## SUPPLIED MATERIAL

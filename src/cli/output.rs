//! Shared CLI output helpers.
//!
//! `error` and `hint` write to stderr. The listing helpers (`header`,
//! `list_item`, `dimmed`) write to stdout and are only used by `keys`,
//! which never hands off to a target.
//!
//! Color scheme (respects NO_COLOR):
//! - Red: errors
//! - Cyan: hints, keys, paths
//! - Bold: headers
//! - Dimmed: secondary info

use console::style;

/// Check if color output is disabled via NO_COLOR env var.
fn colors_enabled() -> bool {
    std::env::var_os("NO_COLOR").is_none()
}

/// Print an error message to stderr (red).
///
/// Example: `✗ decryption failed for secrets.json: ...`
pub fn error(msg: &str) {
    if colors_enabled() {
        eprintln!("{} {}", style("✗").red(), msg);
    } else {
        eprintln!("✗ {}", msg);
    }
}

/// Print a hint message to stderr (cyan).
///
/// Example: `→ check the target path and its permissions`
pub fn hint(msg: &str) {
    if colors_enabled() {
        eprintln!("{} {}", style("→").cyan(), style(msg).cyan());
    } else {
        eprintln!("→ {}", msg);
    }
}

/// Print a bold header line.
pub fn header(title: &str) {
    if colors_enabled() {
        println!("{}", style(title).bold());
    } else {
        println!("{}", title);
    }
}

/// Print a list item with bullet.
///
/// Example: `  • DATABASE_URL`
pub fn list_item(item: &str) {
    println!("  • {}", item);
}

/// Print a dimmed/secondary message.
pub fn dimmed(msg: &str) {
    if colors_enabled() {
        println!("{}", style(msg).dim());
    } else {
        println!("{}", msg);
    }
}

/// Format a path string in cyan.
pub fn path(p: &str) -> String {
    if colors_enabled() {
        style(p).cyan().to_string()
    } else {
        p.to_string()
    }
}
//! Core library components.
//!
//! The launch pipeline and the pieces it is built from: decryption,
//! parsing, environment construction, and process replacement.

pub mod bundle;
pub mod config;
pub mod constants;
pub mod decrypt;
pub mod env;
pub mod launch;
pub mod pipeline;
pub mod validation;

## WORK TO BE COMPLETED
Lines of the listing above that contain the word "helpers" should all be returned.

## TASK ANSWER
//! Shared CLI output helpers.
//! `error` and `hint` write to stderr. The listing helpers (`header`,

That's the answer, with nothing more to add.